▶ [Task to complete] Below are some records. Return exactly the lines from the one containing "License along with" through the one containing "at the default", both included, and only those.

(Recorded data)
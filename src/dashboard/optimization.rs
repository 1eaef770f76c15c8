use chrono::{DateTime, Utc};

use crate::map::overlay::OverlayScene;
use crate::types::OptimizationResult;

/// Latest optimization run. Each run replaces the previous one wholesale.
#[derive(Debug, Clone, Default)]
pub struct OptimizationView {
    result: Option<OptimizationResult>,
    received_at: Option<DateTime<Utc>>,
}

impl OptimizationView {
    pub fn apply(&mut self, result: OptimizationResult) {
        self.result = Some(result);
        self.received_at = Some(Utc::now());
    }

    pub fn result(&self) -> Option<&OptimizationResult> {
        self.result.as_ref()
    }

    pub fn received_at(&self) -> Option<DateTime<Utc>> {
        self.received_at
    }

    pub fn scene(&self) -> OverlayScene {
        match &self.result {
            Some(result) => OverlayScene::live(
                Some(result.recommended_route.clone()),
                result.alternatives.clone(),
            ),
            None => OverlayScene::default(),
        }
    }

    pub fn headline(&self) -> Option<String> {
        let result = self.result.as_ref()?;
        let route = &result.recommended_route;
        Some(format!(
            "{} ({:.1} km, {:.0} min) | action {} | {:.2} kg CO2 saved",
            route.name, route.distance_km, route.eta_mins, result.action, result.carbon_saved
        ))
    }
}
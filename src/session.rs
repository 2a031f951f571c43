// Copyright (C) 2026 Michael Wilson <mike@mdwn.dev>
//
// This program is free software: you can redistribute it and/or modify it under
// the terms of the GNU General Public License as published by the Free Software
// Foundation, version 3.
//
// This program is distributed in the hope that it will be useful, but WITHOUT
// ANY WARRANTY; without even the implied warranty of MERCHANTABILITY or FITNESS
// FOR A PARTICULAR PURPOSE. See the GNU General Public License for more details.
//
// You should have received a copy of the GNU General Public License along with
// this program. If not, see <https://www.gnu.org/licenses/>.
//
use std::sync::{Arc, RwLock};

use tracing::{error, span, Level, Span};

use crate::pipeline::PcmStream;
use crate::sink::{Resource, Sink, Volume};

/// The linear gain applied to every resource when it starts.
pub const DEFAULT_VOLUME: f32 = 0.4;

#[derive(Debug, thiserror::Error)]
pub enum Error {
    #[error("no track is currently playing")]
    NoActiveResource,
}

/// The playback session: bridges pipeline output to the sink and holds the
/// single active resource's gain so volume commands can reach it while the
/// resource plays.
pub struct Session {
    /// The sink resources are bound to.
    sink: Arc<dyn Sink>,
    /// The gain of the most recently started resource. Replaced wholesale
    /// each time a new item begins.
    active: RwLock<Option<Volume>>,
    /// The initial gain for each new resource.
    default_volume: f32,
    /// The logging span.
    span: Span,
}

impl Session {
    /// Creates a new session bound to the given sink.
    pub fn new(sink: Arc<dyn Sink>, default_volume: f32) -> Session {
        Session {
            sink,
            active: RwLock::new(None),
            default_volume,
            span: span!(Level::INFO, "session"),
        }
    }

    /// Binds the PCM stream to the sink with a fresh gain at the default
    /// level and plays it to completion. Sink failures are absorbed: the
    /// item is over either way and the rotation must not stall.
    pub async fn play(&self, pcm: PcmStream) {
        let _enter = self.span.enter();

        let volume = Volume::new(self.default_volume);
        *self.active.write().expect("unable to get lock") = Some(volume.clone());

        let sink = self.sink.clone();
        let join = tokio::task::spawn_blocking(move || {
            if let Err(e) = sink.play(Resource { pcm, volume }) {
                error!(err = e.as_ref(), "Error while playing resource");
            }
        });

        if let Err(e) = join.await {
            error!(err = format!("{}", e), "Error waiting for sink playback");
        }
    }

    /// Applies a new gain to the active resource. Range validation is the
    /// caller's responsibility.
    pub fn set_volume(&self, level: f32) -> Result<(), Error> {
        match self.active.read().expect("unable to get lock").as_ref() {
            Some(volume) => {
                volume.set(level);
                Ok(())
            }
            None => Err(Error::NoActiveResource),
        }
    }

    /// The active resource's gain, if anything has played yet.
    pub fn current_volume(&self) -> Option<f32> {
        self.active
            .read()
            .expect("unable to get lock")
            .as_ref()
            .map(Volume::get)
    }
}

#[cfg(test)]
mod test {
    use std::io::Cursor;
    use std::sync::Arc;
    use std::time::Duration;

    use crate::pipeline::PcmStream;
    use crate::sink::mock;
    use crate::test::eventually;

    use super::{Error, Session, DEFAULT_VOLUME};

    fn stream() -> PcmStream {
        PcmStream::new(Box::new(Cursor::new(vec![0u8; 1024])))
    }

    #[test]
    fn test_set_volume_before_playback() {
        let sink = Arc::new(mock::Device::get("mock-sink"));
        let session = Session::new(sink, DEFAULT_VOLUME);

        assert!(matches!(
            session.set_volume(0.3),
            Err(Error::NoActiveResource)
        ));
        assert!(session.current_volume().is_none());
    }

    #[tokio::test(flavor = "multi_thread")]
    async fn test_set_volume_during_playback() {
        let sink = Arc::new(mock::Device::with_delay(
            "mock-sink",
            Duration::from_millis(200),
        ));
        let session = Arc::new(Session::new(sink.clone(), DEFAULT_VOLUME));

        let join = {
            let session = session.clone();
            tokio::spawn(async move { session.play(stream()).await })
        };

        eventually(|| sink.is_playing(), "Resource never started playing");
        assert!(session.set_volume(0.3).is_ok());
        assert_eq!(session.current_volume(), Some(0.3));

        join.await.expect("unable to join playback");

        // The sink observed the live change before the resource finished.
        let plays = sink.plays();
        assert_eq!(plays.len(), 1);
        assert_eq!(plays[0].bytes, 1024);
        assert_eq!(plays[0].volume, 0.3);
    }

    #[tokio::test(flavor = "multi_thread")]
    async fn test_each_resource_starts_at_default_volume() {
        let sink = Arc::new(mock::Device::get("mock-sink"));
        let session = Session::new(sink.clone(), DEFAULT_VOLUME);

        session.play(stream()).await;
        session.set_volume(0.9).expect("unable to set volume");
        session.play(stream()).await;

        let plays = sink.plays();
        assert_eq!(plays.len(), 2);
        assert_eq!(plays[1].volume, DEFAULT_VOLUME);
    }
}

▶ [Exercise answer]
// You should have received a copy of the GNU General Public License along with
// this program. If not, see <https://www.gnu.org/licenses/>.
//
use std::sync::{Arc, RwLock};

use tracing::{error, span, Level, Span};

use crate::pipeline::PcmStream;
use crate::sink::{Resource, Sink, Volume};

/// The linear gain applied to every resource when it starts.
pub const DEFAULT_VOLUME: f32 = 0.4;

#[derive(Debug, thiserror::Error)]
pub enum Error {
    #[error("no track is currently playing")]
    NoActiveResource,
}

/// The playback session: bridges pipeline output to the sink and holds the
/// single active resource's gain so volume commands can reach it while the
/// resource plays.
pub struct Session {
    /// The sink resources are bound to.
    sink: Arc<dyn Sink>,
    /// The gain of the most recently started resource. Replaced wholesale
    /// each time a new item begins.
    active: RwLock<Option<Volume>>,
    /// The initial gain for each new resource.
    default_volume: f32,
    /// The logging span.
    span: Span,
}

impl Session {
    /// Creates a new session bound to the given sink.
    pub fn new(sink: Arc<dyn Sink>, default_volume: f32) -> Session {
        Session {
            sink,
            active: RwLock::new(None),
            default_volume,
            span: span!(Level::INFO, "session"),
        }
    }

    /// Binds the PCM stream to the sink with a fresh gain at the default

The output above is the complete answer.